Up to and including the line with "use thiserror::Error;", return every line from the start of the entries below exactly.

Supplied records:
________________________

//! `ConnectClient` trait, the activity data model and a reqwest-based client
//! for the Garmin Connect web service.

use async_trait::async_trait;
use serde::{Deserialize, Deserializer, Serialize};
use std::fmt;
use std::str::FromStr;
use thiserror::Error;
use tokio::io::AsyncWrite;

pub mod config;
pub mod http_client;
pub mod utils;

#[derive(Debug, Error)]
pub enum ConnectError {
    #[error("http error: {0}")]
    Http(#[from] reqwest::Error),
    #[error("io error: {0}")]
    Io(#[from] std::io::Error),
    #[error("configuration error: {0}")]
    Config(String),
    #[error("not authenticated: {0}")]
    Auth(String),
    #[error("not found: {0}")]
    NotFound(String),
    #[error("rate limited: {0}")]
    RateLimited(String),
    #[error("invalid input: {0}")]
    InvalidInput(String),
    #[error("unknown export format: {0}")]
    UnknownFormat(String),
    #[error("api error (status {status}): {body}")]
    Api { status: u16, body: String },
    #[error("decoding response: {0}")]
    Decode(String),
}

impl ConnectError {
    /// Map a non-success HTTP status to an error. `body` is truncated to 256 chars.
    pub fn from_status(status: u16, body: impl Into<String>) -> Self {
        let body: String = body.into().chars().take(256).collect();
        match status {
            401 | 403 => ConnectError::Auth(body),
            404 => ConnectError::NotFound(body),
            429 => ConnectError::RateLimited(body),
            400 | 422 => ConnectError::InvalidInput(body),
            _ => ConnectError::Api { status, body },
        }
    }
}

/// Numeric activity identifier as used by the service.
#[derive(Clone, Copy, Debug, PartialEq, Eq, Hash, PartialOrd, Ord, Serialize, Deserialize)]
#[serde(transparent)]
pub struct ActivityId(pub u64);

impl FromStr for ActivityId {
    type Err = ConnectError;

    fn from_str(s: &str) -> Result<Self, Self::Err> {
        s.parse::<u64>()
            .map(ActivityId)
            .map_err(|e| ConnectError::InvalidInput(format!("invalid activity id {s:?}: {e}")))
    }
}

impl fmt::Display for ActivityId {
    fn fmt(&self, f: &mut fmt::Formatter<'_>) -> fmt::Result {
        write!(f, "{}", self.0)
    }
}

impl From<u64> for ActivityId {
    fn from(id: u64) -> Self {
        ActivityId(id)
    }
}

#[derive(Clone, Debug, Default, Deserialize, Serialize, PartialEq, Eq)]
#[serde(rename_all = "camelCase")]
pub struct ActivityType {
    #[serde(default)]
    pub type_id: i64,
    #[serde(default)]
    pub type_key: String,
}

#[derive(Clone, Debug, Deserialize, Serialize, PartialEq)]
#[serde(rename_all = "camelCase")]
pub struct Activity {
    #[serde(rename = "activityId")]
    pub id: ActivityId,
    #[serde(default, deserialize_with = "null_as_default")]
    pub activity_name: String,
    #[serde(default)]
    pub description: Option<String>,
    /// Local start time as sent by the service, `YYYY-MM-DD HH:MM:SS`.
    #[serde(default, deserialize_with = "null_as_default")]
    pub start_time_local: String,
    #[serde(default, deserialize_with = "null_as_default")]
    pub activity_type: ActivityType,
    /// Metres.
    #[serde(default, deserialize_with = "null_as_default")]
    pub distance: f64,
    /// Seconds.
    #[serde(default, deserialize_with = "null_as_default")]
    pub duration: f64,
    #[serde(rename = "averageHR", default, deserialize_with = "null_as_default")]
    pub average_hr: f64,
    #[serde(rename = "maxHR", default, deserialize_with = "null_as_default")]
    pub max_hr: f64,
    #[serde(default, deserialize_with = "null_as_default")]
    pub calories: f64,
}

impl Activity {
    pub fn start_local(&self) -> Option<chrono::NaiveDateTime> {
        utils::parse_local_timestamp(&self.start_time_local)
    }
}

#[derive(Clone, Debug, Default, Deserialize, Serialize, PartialEq)]
#[serde(rename_all = "camelCase")]
pub struct ActivityWeather {
    #[serde(default)]
    pub issue_date: Option<String>,
    /// Degrees Fahrenheit.
    #[serde(default, deserialize_with = "null_as_default")]
    pub temp: f64,
    #[serde(default, deserialize_with = "null_as_default")]
    pub apparent_temp: f64,
    #[serde(default, deserialize_with = "null_as_default")]
    pub dew_point: f64,
    #[serde(default, deserialize_with = "null_as_default")]
    pub relative_humidity: f64,
    #[serde(default, deserialize_with = "null_as_default")]
    pub wind_direction: f64,
    #[serde(default, deserialize_with = "null_as_default")]
    pub wind_direction_compass_point: String,
    /// Miles per hour.
    #[serde(default, deserialize_with = "null_as_default")]
    pub wind_speed: f64,
    #[serde(default, deserialize_with = "null_as_default")]
    pub latitude: f64,
    #[serde(default, deserialize_with = "null_as_default")]
    pub longitude: f64,
}

// The service sends explicit `null` for metrics it did not record.
fn null_as_default<'de, D, T>(deserializer: D) -> Result<T, D::Error>
where
    D: Deserializer<'de>,
    T: Default + Deserialize<'de>,
{
    Ok(Option::<T>::deserialize(deserializer)?.unwrap_or_default())
}

/// File formats an activity can be exported to.
#[derive(Clone, Copy, Debug, PartialEq, Eq, Hash)]
pub enum ExportFormat {
    Fit,
    Tcx,
    Gpx,
    Kml,
    Csv,
}

impl ExportFormat {
    pub const ALL: [ExportFormat; 5] = [
        ExportFormat::Fit,
        ExportFormat::Tcx,
        ExportFormat::Gpx,
        ExportFormat::Kml,
        ExportFormat::Csv,
    ];

    /// Numeric format code understood by the download service.
    pub fn code(self) -> u8 {
        match self {
            ExportFormat::Fit => 0,
            ExportFormat::Tcx => 1,
            ExportFormat::Gpx => 2,
            ExportFormat::Kml => 3,
            ExportFormat::Csv => 4,
        }
    }

    pub fn extension(self) -> &'static str {
        match self {
            ExportFormat::Fit => "fit",
            ExportFormat::Tcx => "tcx",
            ExportFormat::Gpx => "gpx",
            ExportFormat::Kml => "kml",
            ExportFormat::Csv => "csv",
        }
    }

    /// Output file name for an exported activity, `<id>.<ext>`.
    pub fn filename(self, id: ActivityId) -> String {
        format!("{}.{}", id, self.extension())
    }
}

impl FromStr for ExportFormat {
    type Err = ConnectError;

    fn from_str(s: &str) -> Result<Self, Self::Err> {
        ExportFormat::ALL
            .into_iter()
            .find(|f| f.extension() == s)
            .ok_or_else(|| ConnectError::UnknownFormat(s.to_string()))
    }
}

impl fmt::Display for ExportFormat {
    fn fmt(&self, f: &mut fmt::Formatter<'_>) -> fmt::Result {
        f.write_str(self.extension())
    }
}

/// Sink an export is streamed into.
pub type ExportSink<'a> = dyn AsyncWrite + Send + Unpin + 'a;

#[async_trait]
pub trait ConnectClient: Send + Sync + 'static {
    /// List activities, newest first. `display_name` selects another user's
    /// public activities; `None` lists the authenticated user's own.
    async fn activities(
        &self,
        display_name: Option<&str>,
        start: u32,
        limit: u32,
    ) -> Result<Vec<Activity>, ConnectError>;

    async fn activity(&self, id: ActivityId) -> Result<Activity, ConnectError>;

    async fn activity_weather(&self, id: ActivityId) -> Result<ActivityWeather, ConnectError>;

    /// Stream the activity in `format` into `sink`, returning the number of bytes written.
    async fn export_activity(
        &self,
        id: ActivityId,
        format: ExportFormat,
        sink: &mut ExportSink<'_>,
    ) -> Result<u64, ConnectError>;

    async fn delete_activity(&self, id: ActivityId) -> Result<(), ConnectError>;

    async fn rename_activity(&self, id: ActivityId, new_name: &str) -> Result<(), ConnectError>;
}

#[cfg(test)]
mod tests {
    use super::*;
    use serde_json::json;

    #[test]
    fn export_format_codes_and_extensions() {
        let expected = [
            ("fit", 0, "7.fit"),
            ("tcx", 1, "7.tcx"),
            ("gpx", 2, "7.gpx"),
            ("kml", 3, "7.kml"),
            ("csv", 4, "7.csv"),
        ];
        for (tag, code, file) in expected {
            let f: ExportFormat = tag.parse().expect("known format");
            assert_eq!(f.code(), code);
            assert_eq!(f.filename(ActivityId(7)), file);
            assert_eq!(f.to_string(), tag);
        }
    }

    #[test]
    fn export_format_rejects_unknown_tag_by_name() {
        for tag in ["FIT", "zip", "", " gpx"] {
            let err = tag.parse::<ExportFormat>().unwrap_err();
            match err {
                ConnectError::UnknownFormat(bad) => assert_eq!(bad, tag),
                other => panic!("unexpected error: {other}"),
            }
        }
    }

    #[test]
    fn activity_id_rejects_non_integers() {
        assert_eq!("12345".parse::<ActivityId>().unwrap(), ActivityId(12345));
        for bad in ["", "abc", "12a", "-1", "1.5"] {
            assert!(bad.parse::<ActivityId>().is_err(), "{bad:?} should not parse");
        }
    }

    #[test]
    fn deserialize_activity_with_nulls() {
        let payload = json!({
            "activityId": 42,
            "activityName": "Morning Run",
            "startTimeLocal": "2024-05-01 07:30:00",
            "activityType": {"typeId": 1, "typeKey": "running"},
            "distance": 10012.5,
            "duration": 3000.0,
            "averageHR": null,
            "maxHR": 171.0,
            "calories": 640.0,
            "somethingElse": true
        });
        let a: Activity = serde_json::from_value(payload).expect("activity");
        assert_eq!(a.id, ActivityId(42));
        assert_eq!(a.activity_type.type_key, "running");
        assert_eq!(a.average_hr, 0.0);
        assert_eq!(a.max_hr, 171.0);
        assert!(a.start_local().is_some());
    }

    #[test]
    fn status_mapping() {
        assert!(matches!(ConnectError::from_status(401, ""), ConnectError::Auth(_)));
        assert!(matches!(ConnectError::from_status(404, ""), ConnectError::NotFound(_)));
        assert!(matches!(
            ConnectError::from_status(429, ""),
            ConnectError::RateLimited(_)
        ));
        match ConnectError::from_status(500, "x".repeat(1000)) {
            ConnectError::Api { status, body } => {
                assert_eq!(status, 500);
                assert_eq!(body.len(), 256);
            }
            other => panic!("unexpected error: {other}"),
        }
    }
}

________________________

Written answer:
//! `ConnectClient` trait, the activity data model and a reqwest-based client
//! for the Garmin Connect web service.

use async_trait::async_trait;
use serde::{Deserialize, Deserializer, Serialize};
use std::fmt;
use std::str::FromStr;
use thiserror::Error;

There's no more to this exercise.